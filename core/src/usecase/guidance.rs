use crate::error::AttendanceResult;
use crate::model::college::GoalGuidance;
use crate::model::percentage::Percentage;
use crate::model::profile::UserType;
use crate::repository::KeyValueStore;
use crate::service::attendance_service::AttendanceService;

/// What the bonus credit is worth right now.
#[derive(Debug, Clone, Copy, PartialEq)]
pub struct EcaImpact {
    pub eca_count: u32,
    pub base_percentage: Percentage,
    pub boosted_percentage: Percentage,
    /// Difference of the two rounded percentages.
    pub improvement: f64,
}

#[derive(Debug, Clone, Copy, PartialEq)]
pub enum GoalStanding {
    /// Points above the goal.
    Above(f64),
    Met,
    /// Points still missing.
    Below(f64),
}

impl GoalStanding {
    pub fn from_delta(delta: f64) -> Self {
        if delta > 0.0 {
            GoalStanding::Above(delta)
        } else if delta < 0.0 {
            GoalStanding::Below(-delta)
        } else {
            GoalStanding::Met
        }
    }

    pub fn message(&self) -> String {
        match self {
            GoalStanding::Above(d) => format!("You're {:.1}% above your goal", d),
            GoalStanding::Met => "You're exactly on your goal".to_string(),
            GoalStanding::Below(d) => format!("You need {:.1}% more to reach your goal", d),
        }
    }
}

#[derive(Debug, Clone, Copy, PartialEq)]
pub struct CollegeGuidance {
    pub goal: u8,
    pub percentage: Percentage,
    pub standing: GoalStanding,
    pub plan: GoalGuidance,
    pub eca: EcaImpact,
}

pub struct GuidanceUseCase<'a, S: KeyValueStore> {
    service: &'a AttendanceService<S>,
}

impl<'a, S: KeyValueStore> GuidanceUseCase<'a, S> {
    pub fn new(service: &'a AttendanceService<S>) -> Self {
        Self { service }
    }

    pub fn eca_impact(&self) -> AttendanceResult<EcaImpact> {
        self.service.require_mode(UserType::College)?;
        let college = self.service.college();

        let base_percentage = college.base_percentage();
        let boosted_percentage = college.overall_percentage();
        Ok(EcaImpact {
            eca_count: college.eca_count(),
            base_percentage,
            boosted_percentage,
            improvement: boosted_percentage.delta_to(base_percentage),
        })
    }

    pub fn goal_standing(&self) -> AttendanceResult<GoalStanding> {
        self.service.require_mode(UserType::College)?;
        let college = self.service.college();
        let delta = college.overall_percentage().delta_from(college.minimum_goal());
        Ok(GoalStanding::from_delta(delta))
    }

    pub fn college_guidance(&self) -> AttendanceResult<CollegeGuidance> {
        let college = self.service.college();
        Ok(CollegeGuidance {
            goal: college.minimum_goal(),
            percentage: college.overall_percentage(),
            standing: self.goal_standing()?,
            plan: college.guidance(),
            eca: self.eca_impact()?,
        })
    }
}
use std::fmt;
use std::str::FromStr;

use chrono::{DateTime, Utc};
use serde::de::IgnoredAny;
use serde::{Deserialize, Deserializer, Serialize};

use crate::error::ValidationError;
use crate::input::{clamp_count, expand_key};
use crate::model::percentage::Percentage;

const DAY_KEYS: [&str; 6] = [
    "monday",
    "tuesday",
    "wednesday",
    "thursday",
    "friday",
    "saturday",
];

/// The six school days tracked per week.
#[derive(Serialize, Deserialize, Debug, Clone, Copy, PartialEq, Eq, Hash, PartialOrd, Ord)]
#[serde(rename_all = "lowercase")]
pub enum Day {
    Monday,
    Tuesday,
    Wednesday,
    Thursday,
    Friday,
    Saturday,
}

impl Day {
    pub const ALL: [Day; 6] = [
        Day::Monday,
        Day::Tuesday,
        Day::Wednesday,
        Day::Thursday,
        Day::Friday,
        Day::Saturday,
    ];

    /// Storage key, e.g. `"monday"`.
    pub fn key(self) -> &'static str {
        DAY_KEYS[self as usize]
    }

    pub fn label(self) -> &'static str {
        match self {
            Day::Monday => "Monday",
            Day::Tuesday => "Tuesday",
            Day::Wednesday => "Wednesday",
            Day::Thursday => "Thursday",
            Day::Friday => "Friday",
            Day::Saturday => "Saturday",
        }
    }

    pub fn short(self) -> &'static str {
        &self.label()[..3]
    }
}

impl fmt::Display for Day {
    fn fmt(&self, f: &mut fmt::Formatter<'_>) -> fmt::Result {
        f.write_str(self.label())
    }
}

impl FromStr for Day {
    type Err = ValidationError;

    /// Accepts the full key or any unambiguous prefix ("mon", "w", "sa").
    fn from_str(s: &str) -> Result<Self, Self::Err> {
        let key = expand_key(s, &DAY_KEYS)?;
        let idx = DAY_KEYS.iter().position(|&k| k == key).unwrap_or_default();
        Ok(Day::ALL[idx])
    }
}

/// One present/absent flag per school day.
///
/// Each day is its own field, so a week can never gain or lose a day. Keys
/// missing from stored JSON read as absent and unknown keys are dropped.
#[derive(Serialize, Deserialize, Debug, Clone, Copy, PartialEq, Eq, Default)]
#[serde(default)]
pub struct WeekAttendance {
    pub monday: bool,
    pub tuesday: bool,
    pub wednesday: bool,
    pub thursday: bool,
    pub friday: bool,
    pub saturday: bool,
}

impl WeekAttendance {
    pub fn get(&self, day: Day) -> bool {
        match day {
            Day::Monday => self.monday,
            Day::Tuesday => self.tuesday,
            Day::Wednesday => self.wednesday,
            Day::Thursday => self.thursday,
            Day::Friday => self.friday,
            Day::Saturday => self.saturday,
        }
    }

    fn slot_mut(&mut self, day: Day) -> &mut bool {
        match day {
            Day::Monday => &mut self.monday,
            Day::Tuesday => &mut self.tuesday,
            Day::Wednesday => &mut self.wednesday,
            Day::Thursday => &mut self.thursday,
            Day::Friday => &mut self.friday,
            Day::Saturday => &mut self.saturday,
        }
    }

    pub fn set(&mut self, day: Day, present: bool) {
        *self.slot_mut(day) = present;
    }

    pub fn toggle(&mut self, day: Day) {
        let slot = self.slot_mut(day);
        *slot = !*slot;
    }

    pub fn iter(&self) -> impl Iterator<Item = (Day, bool)> + '_ {
        Day::ALL.iter().map(move |&d| (d, self.get(d)))
    }

    pub fn days(&self) -> u32 {
        Day::ALL.len() as u32
    }

    pub fn present(&self) -> u32 {
        self.iter().filter(|(_, p)| *p).count() as u32
    }
}

#[derive(Serialize, Deserialize, Debug, Clone, PartialEq)]
#[serde(rename_all = "camelCase")]
pub struct Week {
    pub week_number: u32,
    /// Informational only; never used in calculations.
    #[serde(default = "Utc::now", deserialize_with = "lenient_start_date")]
    pub start_date: DateTime<Utc>,
    #[serde(default)]
    pub attendance: WeekAttendance,
}

#[derive(Deserialize)]
#[serde(untagged)]
enum StoredDate {
    Text(String),
    Other(IgnoredAny),
}

/// A missing or unreadable start date is replaced with now rather than
/// failing the whole week list.
fn lenient_start_date<'de, D>(deserializer: D) -> Result<DateTime<Utc>, D::Error>
where
    D: Deserializer<'de>,
{
    let parsed = match StoredDate::deserialize(deserializer)? {
        StoredDate::Text(text) => DateTime::parse_from_rfc3339(text.trim())
            .map(|d| d.with_timezone(&Utc))
            .ok(),
        StoredDate::Other(_) => None,
    };
    Ok(parsed.unwrap_or_else(|| {
        tracing::warn!("unreadable week start date, using now");
        Utc::now()
    }))
}

impl Week {
    pub fn new(week_number: u32) -> Self {
        Self {
            week_number,
            start_date: Utc::now(),
            attendance: WeekAttendance::default(),
        }
    }

    pub fn days_present(&self) -> u32 {
        self.attendance.present()
    }

    pub fn days_total(&self) -> u32 {
        self.attendance.days()
    }

    pub fn percentage(&self) -> Percentage {
        Percentage::from_ratio(self.days_present().into(), self.days_total().into())
    }
}

/// School-mode state: the week sequence, the viewing pointer and the
/// carry-over from before tracking started.
#[derive(Debug, Clone, PartialEq)]
pub struct SchoolState {
    weeks: Vec<Week>,
    current_week: u32,
    previous_attended: u32,
    previous_total: u32,
}

impl Default for SchoolState {
    fn default() -> Self {
        Self {
            weeks: vec![Week::new(1)],
            current_week: 1,
            previous_attended: 0,
            previous_total: 0,
        }
    }
}

impl SchoolState {
    /// Reassembles state read from storage, repairing what would break the
    /// week invariants: an empty sequence becomes a fresh Week 1, numbering is
    /// rewritten to `1..=N` in stored order, and the pointer is clamped.
    pub fn from_parts(
        mut weeks: Vec<Week>,
        current_week: u32,
        previous_attended: u32,
        previous_total: u32,
    ) -> Self {
        if weeks.is_empty() {
            tracing::warn!("stored week list is empty, starting from week 1");
            weeks.push(Week::new(1));
        }

        let sequential = weeks
            .iter()
            .enumerate()
            .all(|(i, w)| w.week_number as usize == i + 1);
        if !sequential {
            tracing::warn!(weeks = weeks.len(), "stored week numbers out of sequence, renumbering");
            for (i, week) in weeks.iter_mut().enumerate() {
                week.week_number = i as u32 + 1;
            }
        }

        let len = weeks.len() as u32;
        let clamped = current_week.clamp(1, len);
        if clamped != current_week {
            tracing::warn!(stored = current_week, clamped, "current week pointer out of range");
        }

        Self {
            weeks,
            current_week: clamped,
            previous_attended,
            previous_total,
        }
    }

    // --- operations ---

    /// Flips one day of one week. Returns `false` when the week does not exist.
    pub fn toggle_day(&mut self, week_number: u32, day: Day) -> bool {
        match self.weeks.iter_mut().find(|w| w.week_number == week_number) {
            Some(week) => {
                week.attendance.toggle(day);
                true
            }
            None => false,
        }
    }

    /// Appends the next week and points at it. Returns the new week number.
    pub fn add_week(&mut self) -> u32 {
        let number = self.weeks.len() as u32 + 1;
        self.weeks.push(Week::new(number));
        self.current_week = number;
        number
    }

    pub fn set_current_week(&mut self, week_number: u32) -> Result<(), ValidationError> {
        if week_number == 0 || week_number as usize > self.weeks.len() {
            return Err(ValidationError::WeekOutOfRange {
                week: week_number,
                len: self.weeks.len(),
            });
        }
        self.current_week = week_number;
        Ok(())
    }

    /// Moves the pointer forward; `false` when already on the last week.
    pub fn next_week(&mut self) -> bool {
        if (self.current_week as usize) < self.weeks.len() {
            self.current_week += 1;
            true
        } else {
            false
        }
    }

    /// Moves the pointer back; `false` when already on week 1.
    pub fn previous_week(&mut self) -> bool {
        if self.current_week > 1 {
            self.current_week -= 1;
            true
        } else {
            false
        }
    }

    pub fn set_previous_attended(&mut self, n: i64) {
        self.previous_attended = clamp_count(n);
    }

    pub fn set_previous_total(&mut self, n: i64) {
        self.previous_total = clamp_count(n);
    }

    // --- queries ---

    pub fn weeks(&self) -> &[Week] {
        &self.weeks
    }

    pub fn week(&self, week_number: u32) -> Option<&Week> {
        self.weeks.iter().find(|w| w.week_number == week_number)
    }

    pub fn current_week_number(&self) -> u32 {
        self.current_week
    }

    /// The week under the pointer, or the first week if the pointer does not resolve.
    pub fn current_week(&self) -> &Week {
        self.week(self.current_week)
            .unwrap_or_else(|| &self.weeks[0])
    }

    pub fn previous_attended(&self) -> u32 {
        self.previous_attended
    }

    pub fn previous_total(&self) -> u32 {
        self.previous_total
    }

    pub fn current_total_days(&self) -> u64 {
        self.weeks.iter().map(|w| u64::from(w.days_total())).sum()
    }

    pub fn current_days_present(&self) -> u64 {
        self.weeks.iter().map(|w| u64::from(w.days_present())).sum()
    }

    pub fn total_days(&self) -> u64 {
        self.current_total_days() + u64::from(self.previous_total)
    }

    pub fn days_present(&self) -> u64 {
        self.current_days_present() + u64::from(self.previous_attended)
    }

    pub fn attendance_percentage(&self) -> Percentage {
        Percentage::from_ratio(self.days_present(), self.total_days())
    }
}

#[cfg(test)]
mod tests {
    use super::*;

    #[test]
    fn test_day_parse_accepts_prefixes() {
        assert_eq!("monday".parse::<Day>(), Ok(Day::Monday));
        assert_eq!("THU".parse::<Day>(), Ok(Day::Thursday));
        assert_eq!("sa".parse::<Day>(), Ok(Day::Saturday));
        assert!("t".parse::<Day>().is_err());
        assert!("sunday".parse::<Day>().is_err());
    }

    #[test]
    fn test_day_labels() {
        assert_eq!(Day::Wednesday.key(), "wednesday");
        assert_eq!(Day::Wednesday.short(), "Wed");
    }

    #[test]
    fn test_week_serializes_all_six_keys() {
        let week = Week::new(1);
        let value = serde_json::to_value(&week).unwrap();
        let attendance = value["attendance"].as_object().unwrap();
        let keys: Vec<&str> = attendance.keys().map(|k| k.as_str()).collect();
        assert_eq!(attendance.len(), 6);
        for key in DAY_KEYS {
            assert!(keys.contains(&key));
            assert_eq!(attendance[key], false);
        }
        assert_eq!(value["weekNumber"], 1);
    }

    #[test]
    fn test_attendance_ignores_unknown_and_fills_missing_keys() {
        let att: WeekAttendance =
            serde_json::from_str(r#"{"monday":true,"sunday":true}"#).unwrap();
        assert!(att.monday);
        assert_eq!(att.present(), 1);
        assert_eq!(att.days(), 6);
    }

    #[test]
    fn test_bad_start_date_keeps_the_week() {
        let weeks: Vec<Week> = serde_json::from_str(
            r#"[{"weekNumber":1,"startDate":"2024-06-03T04:30:00.000Z","attendance":{"monday":true}},
                {"weekNumber":2,"startDate":"","attendance":{"friday":true}},
                {"weekNumber":3,"attendance":{}},
                {"weekNumber":4,"startDate":1717389000000}]"#,
        )
        .unwrap();
        assert_eq!(weeks.len(), 4);
        assert_eq!(weeks[0].start_date.to_rfc3339(), "2024-06-03T04:30:00+00:00");
        assert!(weeks[0].attendance.monday);
        assert!(weeks[1].attendance.friday);
    }

    #[test]
    fn test_toggle_is_own_inverse() {
        let mut state = SchoolState::default();
        let before = state.weeks()[0].attendance;

        assert!(state.toggle_day(1, Day::Friday));
        assert!(state.weeks()[0].attendance.friday);
        assert!(state.toggle_day(1, Day::Friday));
        assert_eq!(state.weeks()[0].attendance, before);
    }

    #[test]
    fn test_toggle_unknown_week_is_noop() {
        let mut state = SchoolState::default();
        let before = state.clone();
        assert!(!state.toggle_day(7, Day::Monday));
        assert_eq!(state, before);
    }

    #[test]
    fn test_add_week_numbers_are_sequential() {
        let mut state = SchoolState::default();
        for expected in 2..=10 {
            let prev_len = state.weeks().len() as u32;
            let number = state.add_week();
            assert_eq!(number, prev_len + 1);
            assert_eq!(number, expected);
            assert_eq!(state.current_week_number(), number);
        }
        let numbers: Vec<u32> = state.weeks().iter().map(|w| w.week_number).collect();
        assert_eq!(numbers, (1..=10).collect::<Vec<u32>>());
        assert!(state.weeks().iter().all(|w| w.attendance.present() == 0));
    }

    #[test]
    fn test_set_current_week_rejects_out_of_range() {
        let mut state = SchoolState::default();
        state.add_week();
        assert!(state.set_current_week(1).is_ok());
        assert_eq!(state.current_week_number(), 1);
        assert!(state.set_current_week(0).is_err());
        assert!(state.set_current_week(3).is_err());
        assert_eq!(state.current_week_number(), 1);
    }

    #[test]
    fn test_next_and_previous_saturate() {
        let mut state = SchoolState::default();
        state.add_week();
        assert!(!state.next_week());
        assert!(state.previous_week());
        assert!(!state.previous_week());
        assert_eq!(state.current_week_number(), 1);
    }

    #[test]
    fn test_previous_counts_clamp_negative() {
        let mut state = SchoolState::default();
        state.set_previous_attended(-4);
        state.set_previous_total(12);
        assert_eq!(state.previous_attended(), 0);
        assert_eq!(state.previous_total(), 12);
    }

    #[test]
    fn test_session_with_carry_over() {
        let mut state = SchoolState::default();
        state.toggle_day(1, Day::Monday);
        state.toggle_day(1, Day::Tuesday);
        state.set_previous_attended(10);
        state.set_previous_total(10);

        assert_eq!(state.current_total_days(), 6);
        assert_eq!(state.current_days_present(), 2);
        assert_eq!(state.total_days(), 16);
        assert_eq!(state.days_present(), 12);
        assert_eq!(state.attendance_percentage().to_string(), "75.0");
    }

    #[test]
    fn test_week_percentage() {
        let mut week = Week::new(1);
        week.attendance.set(Day::Monday, true);
        week.attendance.set(Day::Tuesday, true);
        assert_eq!(week.percentage().to_string(), "33.3");
    }

    #[test]
    fn test_from_parts_repairs() {
        let state = SchoolState::from_parts(Vec::new(), 4, 1, 2);
        assert_eq!(state.weeks().len(), 1);
        assert_eq!(state.current_week_number(), 1);

        let weeks = vec![Week::new(3), Week::new(9)];
        let state = SchoolState::from_parts(weeks, 0, 0, 0);
        let numbers: Vec<u32> = state.weeks().iter().map(|w| w.week_number).collect();
        assert_eq!(numbers, vec![1, 2]);
        assert_eq!(state.current_week_number(), 1);
    }
}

## Requirement:
Report every line of the data above that contains the string "sunday" by copying it in full.

## Solution to this problem:
        assert!("sunday".parse::<Day>().is_err());
            serde_json::from_str(r#"{"monday":true,"sunday":true}"#).unwrap();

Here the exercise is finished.